The long-term goal of this research is to understand the visual processing in the inner plexiform layer of the retina. More immediately, the research serves to provide genetic access to distinct amacrine cell types for functional characterization and to understand how they shape the response properties of ganglion cells. Amacrine cells are the most diverse neurons in the retina, at least 40?50 morphological types have been described. Each type of amacrine cells exhibits a unique morphology and generates specific visual computations through their local circuits. Unfortunately, the great diversity of amacrine cells has been a major obstacle to access individual cell types for systematic studies. As a result, the connectivity and function of many amacrine cells remain unknown, and the development of genetic tools that allow for cell type-specific targeting and manipulation would be an important step towards their characterization. We propose to use new mouse intersectional genetic tools combined with functional imaging and electrophysiology recording to morphologically and functionally dissect amacrine cell circuits in three separate Aims.
In Aim 1, we will create intersectional strategies by using a combination of Cre and tTA expression to discover new amacrine cell types and to target these cells with increased specificity. After that, we will focus on a newly discovered amacrine cell type called Ck2-AC1 for functional analysis. We will characterize the light responses of Ck2-AC1s by imaging Ca2+ responses at the sites of neurotransmitter release in Aim 1, and then identify their post-synaptic ganglion cells with intersectional ChR2 activation in Aim 2.
In Aim 3, we will test specific hypotheses about Ck2-AC1s and examine their functional roles in different circuits with chemogenetic inactivation. We will use both hypothesis driven and discovery based approaches to gain insights into the circuit functions of Ck2-AC1s in the inner retina. The intersectional strategy is extensible, and we will undoubted discover additional novel amacrine cells and circuits utilizing the methods established for Ck2-AC1s. This work will advance our understanding of visual processing in the inner retina while the technologies developed will provide major advances over existing methods for studying amacrine cells and are also applicable to other brain circuits. Furthermore, this project will provide insight into pathophysiological neuronal mechanisms of retinal diseases, and help design better strategies for therapy.

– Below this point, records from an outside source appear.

use crate::AssetError;
use sceneview_common::AssetId;
use sha2::{Digest, Sha256};
use std::collections::BTreeMap;
use std::path::Path;

/// Decoded RGBA8 image ready for upload.
#[derive(Debug, Clone, PartialEq, Eq)]
pub struct TextureData {
    pub width: u32,
    pub height: u32,
    pub rgba: Vec<u8>,
}

impl TextureData {
    /// Single opaque white texel, bound when an object draws untextured.
    pub fn white() -> Self {
        Self {
            width: 1,
            height: 1,
            rgba: vec![255; 4],
        }
    }

    /// Magenta/black checkerboard used in place of a texture that failed to load.
    pub fn checkerboard(size: u32, cell: u32) -> Self {
        let cell = cell.max(1);
        let mut rgba = Vec::with_capacity((size * size * 4) as usize);
        for y in 0..size {
            for x in 0..size {
                let on = ((x / cell) + (y / cell)) % 2 == 0;
                let texel = if on { [255, 0, 255, 255] } else { [0, 0, 0, 255] };
                rgba.extend_from_slice(&texel);
            }
        }
        Self {
            width: size,
            height: size,
            rgba,
        }
    }

    /// Content hash of dimensions and pixels.
    pub fn content_id(&self) -> AssetId {
        let mut hasher = Sha256::new();
        hasher.update(self.width.to_le_bytes());
        hasher.update(self.height.to_le_bytes());
        hasher.update(&self.rgba);
        let result = hasher.finalize();
        let mut bytes = [0u8; 8];
        bytes.copy_from_slice(&result[..8]);
        AssetId(u64::from_le_bytes(bytes))
    }
}

/// Decode an image file into RGBA8.
pub fn load_texture(path: impl AsRef<Path>) -> Result<TextureData, AssetError> {
    let path = path.as_ref();
    if !path.exists() {
        return Err(AssetError::NotFound(path.to_path_buf()));
    }
    let image = image::open(path)?.to_rgba8();
    let (width, height) = image.dimensions();
    tracing::debug!("loaded texture {} ({width}x{height})", path.display());
    Ok(TextureData {
        width,
        height,
        rgba: image.into_raw(),
    })
}

/// Like [`load_texture`], but a failure is logged and replaced by a checkerboard.
pub fn load_texture_or_fallback(path: impl AsRef<Path>) -> TextureData {
    let path = path.as_ref();
    match load_texture(path) {
        Ok(data) => data,
        Err(e) => {
            tracing::warn!("texture {} unavailable ({e}); using checkerboard", path.display());
            TextureData::checkerboard(64, 8)
        }
    }
}

/// Content-addressed texture registry.
///
/// Textures are keyed by the hash of their pixels, so two paths with the same
/// image share one entry. Paths map onto those ids for lookup by name.
#[derive(Debug, Clone, Default)]
pub struct TextureLibrary {
    textures: BTreeMap<AssetId, TextureData>,
    by_path: BTreeMap<String, AssetId>,
}

impl TextureLibrary {
    pub fn new() -> Self {
        Self::default()
    }

    /// Register decoded texture data under a name and return its id.
    pub fn insert(&mut self, name: impl Into<String>, data: TextureData) -> AssetId {
        let id = data.content_id();
        self.textures.entry(id).or_insert(data);
        self.by_path.insert(name.into(), id);
        id
    }

    /// Load `relative` under `root` (with fallback) unless it is already registered.
    pub fn load(&mut self, root: &Path, relative: &str) -> AssetId {
        if let Some(id) = self.by_path.get(relative) {
            return *id;
        }
        let data = load_texture_or_fallback(root.join(relative));
        self.insert(relative, data)
    }

    pub fn get(&self, id: AssetId) -> Option<&TextureData> {
        self.textures.get(&id)
    }

    pub fn id_for(&self, name: &str) -> Option<AssetId> {
        self.by_path.get(name).copied()
    }

    pub fn iter(&self) -> impl Iterator<Item = (AssetId, &TextureData)> {
        self.textures.iter().map(|(id, data)| (*id, data))
    }

    /// Number of distinct textures.
    pub fn len(&self) -> usize {
        self.textures.len()
    }

    pub fn is_empty(&self) -> bool {
        self.textures.is_empty()
    }
}

#[cfg(test)]
mod tests {
    use super::*;

    fn write_png(path: &Path, color: [u8; 4]) {
        image::RgbaImage::from_pixel(4, 2, image::Rgba(color))
            .save(path)
            .unwrap();
    }

    #[test]
    fn load_png() {
        let dir = tempfile::tempdir().unwrap();
        let path = dir.path().join("red.png");
        write_png(&path, [255, 0, 0, 255]);

        let tex = load_texture(&path).unwrap();
        assert_eq!((tex.width, tex.height), (4, 2));
        assert_eq!(tex.rgba.len(), 4 * 2 * 4);
        assert_eq!(&tex.rgba[..4], &[255, 0, 0, 255]);
    }

    #[test]
    fn missing_texture_is_not_found() {
        let err = load_texture("/nonexistent/crate.png").unwrap_err();
        assert!(matches!(err, AssetError::NotFound(_)));
    }

    #[test]
    fn missing_texture_falls_back_to_checkerboard() {
        let tex = load_texture_or_fallback("/nonexistent/crate.png");
        assert_eq!(tex, TextureData::checkerboard(64, 8));
    }

    #[test]
    fn checkerboard_alternates_cells() {
        let tex = TextureData::checkerboard(4, 2);
        assert_eq!(&tex.rgba[0..4], &[255, 0, 255, 255]);
        // x = 2 is the next cell on the first row.
        assert_eq!(&tex.rgba[8..12], &[0, 0, 0, 255]);
    }

    #[test]
    fn identical_textures_share_an_id() {
        let mut lib = TextureLibrary::new();
        let a = lib.insert("a.png", TextureData::white());
        let b = lib.insert("b.png", TextureData::white());
        let c = lib.insert("c.png", TextureData::checkerboard(8, 2));
        assert_eq!(a, b);
        assert_ne!(a, c);
        assert_eq!(lib.len(), 2);
        assert_eq!(lib.id_for("b.png"), Some(a));
        assert!(lib.get(c).is_some());
    }

    #[test]
    fn library_load_reuses_registered_path() {
        let dir = tempfile::tempdir().unwrap();
        write_png(&dir.path().join("crate.png"), [10, 20, 30, 255]);

        let mut lib = TextureLibrary::new();
        let first = lib.load(dir.path(), "crate.png");
        let second = lib.load(dir.path(), "crate.png");
        assert_eq!(first, second);
        assert_eq!(lib.len(), 1);
        assert_eq!(lib.get(first).unwrap().width, 4);
    }
}
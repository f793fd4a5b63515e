use glam::{Mat4, Vec3};
use serde::{Deserialize, Serialize};

/// Content-addressed identifier for a loaded asset (texture).
#[derive(Debug, Clone, Copy, PartialEq, Eq, Hash, PartialOrd, Ord, Serialize, Deserialize)]
pub struct AssetId(pub u64);

/// Spatial transform: position, Euler rotation in degrees, scale.
///
/// Rotation is applied X, then Y, then Z. Scale components are expected to
/// stay positive but nothing enforces it.
#[derive(Debug, Clone, Copy, PartialEq, Serialize, Deserialize)]
pub struct Transform {
    pub position: Vec3,
    pub rotation: Vec3,
    pub scale: Vec3,
}

impl Default for Transform {
    fn default() -> Self {
        Self {
            position: Vec3::ZERO,
            rotation: Vec3::ZERO,
            scale: Vec3::ONE,
        }
    }
}

impl Transform {
    pub fn from_position(position: Vec3) -> Self {
        Self {
            position,
            ..Self::default()
        }
    }

    pub fn position(&self) -> Vec3 {
        self.position
    }

    pub fn rotation(&self) -> Vec3 {
        self.rotation
    }

    pub fn scale(&self) -> Vec3 {
        self.scale
    }

    pub fn set_position(&mut self, x: f32, y: f32, z: f32) {
        self.position = Vec3::new(x, y, z);
    }

    pub fn set_rotation(&mut self, x: f32, y: f32, z: f32) {
        self.rotation = Vec3::new(x, y, z);
    }

    pub fn set_scale(&mut self, x: f32, y: f32, z: f32) {
        self.scale = Vec3::new(x, y, z);
    }

    pub fn translate(&mut self, delta: Vec3) {
        self.position += delta;
    }

    /// Model matrix `T * Rx * Ry * Rz * S`.
    pub fn matrix(&self) -> Mat4 {
        Mat4::from_translation(self.position)
            * Mat4::from_rotation_x(self.rotation.x.to_radians())
            * Mat4::from_rotation_y(self.rotation.y.to_radians())
            * Mat4::from_rotation_z(self.rotation.z.to_radians())
            * Mat4::from_scale(self.scale)
    }
}

/// Linear RGBA color.
#[derive(Debug, Clone, Copy, PartialEq, Serialize, Deserialize)]
pub struct Color {
    pub r: f32,
    pub g: f32,
    pub b: f32,
    pub a: f32,
}

impl Color {
    pub const WHITE: Self = Self::new(1.0, 1.0, 1.0, 1.0);
    pub const GRAY: Self = Self::new(0.5, 0.5, 0.5, 1.0);

    pub const fn new(r: f32, g: f32, b: f32, a: f32) -> Self {
        Self { r, g, b, a }
    }

    pub fn to_array(self) -> [f32; 4] {
        [self.r, self.g, self.b, self.a]
    }

    pub fn from_array(c: [f32; 4]) -> Self {
        Self::new(c[0], c[1], c[2], c[3])
    }
}

impl Default for Color {
    fn default() -> Self {
        Self::WHITE
    }
}

/// Mesh kind of a renderable object.
#[derive(Debug, Clone, PartialEq, Eq, Serialize, Deserialize)]
#[serde(tag = "kind", rename_all = "snake_case")]
pub enum Shape {
    Cube,
    Quad,
    /// OBJ model loaded from a path relative to the asset root.
    Model { path: String },
}

#[cfg(test)]
mod tests {
    use super::*;

    #[test]
    fn transform_default_is_identity() {
        let t = Transform::default();
        assert_eq!(t.position, Vec3::ZERO);
        assert_eq!(t.rotation, Vec3::ZERO);
        assert_eq!(t.scale, Vec3::ONE);
        assert_eq!(t.matrix(), Mat4::IDENTITY);
    }

    #[test]
    fn setters_replace_components() {
        let mut t = Transform::default();
        t.set_position(1.0, 2.0, 3.0);
        t.set_rotation(0.0, 90.0, 0.0);
        t.set_scale(2.0, 2.0, 2.0);
        assert_eq!(t.position(), Vec3::new(1.0, 2.0, 3.0));
        assert_eq!(t.rotation(), Vec3::new(0.0, 90.0, 0.0));
        assert_eq!(t.scale(), Vec3::splat(2.0));
    }

    #[test]
    fn matrix_uses_degrees() {
        let mut t = Transform::default();
        t.set_rotation(0.0, 90.0, 0.0);
        let x = t.matrix().transform_vector3(Vec3::X);
        assert!((x - Vec3::new(0.0, 0.0, -1.0)).length() < 1e-5);
    }

    #[test]
    fn matrix_scales_before_translating() {
        let mut t = Transform::from_position(Vec3::new(5.0, 0.0, 0.0));
        t.set_scale(2.0, 2.0, 2.0);
        let p = t.matrix().transform_point3(Vec3::X);
        assert!((p - Vec3::new(7.0, 0.0, 0.0)).length() < 1e-5);
    }

    #[test]
    fn color_round_trips_through_array() {
        let c = Color::new(0.1, 0.2, 0.3, 0.4);
        assert_eq!(Color::from_array(c.to_array()), c);
        assert_eq!(Color::default(), Color::WHITE);
    }

    #[test]
    fn shape_yaml_tagging() {
        let shape: Shape = serde_yaml::from_str("kind: model\npath: Models/Armchair.obj").unwrap();
        assert_eq!(
            shape,
            Shape::Model {
                path: "Models/Armchair.obj".into()
            }
        );
        let cube: Shape = serde_yaml::from_str("kind: cube").unwrap();
        assert_eq!(cube, Shape::Cube);
    }
}
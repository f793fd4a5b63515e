//! Rendering adapter: renderer-agnostic frame planning.
//!
//! # Invariants
//! - Renderers never mutate scene state.
//! - Grid and light gizmo are always unlit; objects follow the lit flag.

mod plan;
mod renderer;

pub use plan::{DrawCall, DrawTarget, plan_frame};
pub use renderer::{DebugTextRenderer, Renderer};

A long-term goal of our research is to understand the visual processing in the inner plexiform layer (IPL) of the retina. Our study will integrate state-of-the-art techniques including mouse genetic, viral technology, optical imaging, electrophysiology, and optogenetics to study distinct amacrine cell types and to understand how they shape ganglion cell responses through inhibitory interactions. Our proposed experiments will provide new insights into pathophysiological neuronal mechanisms of retinal diseases, and help design better strategies for therapy.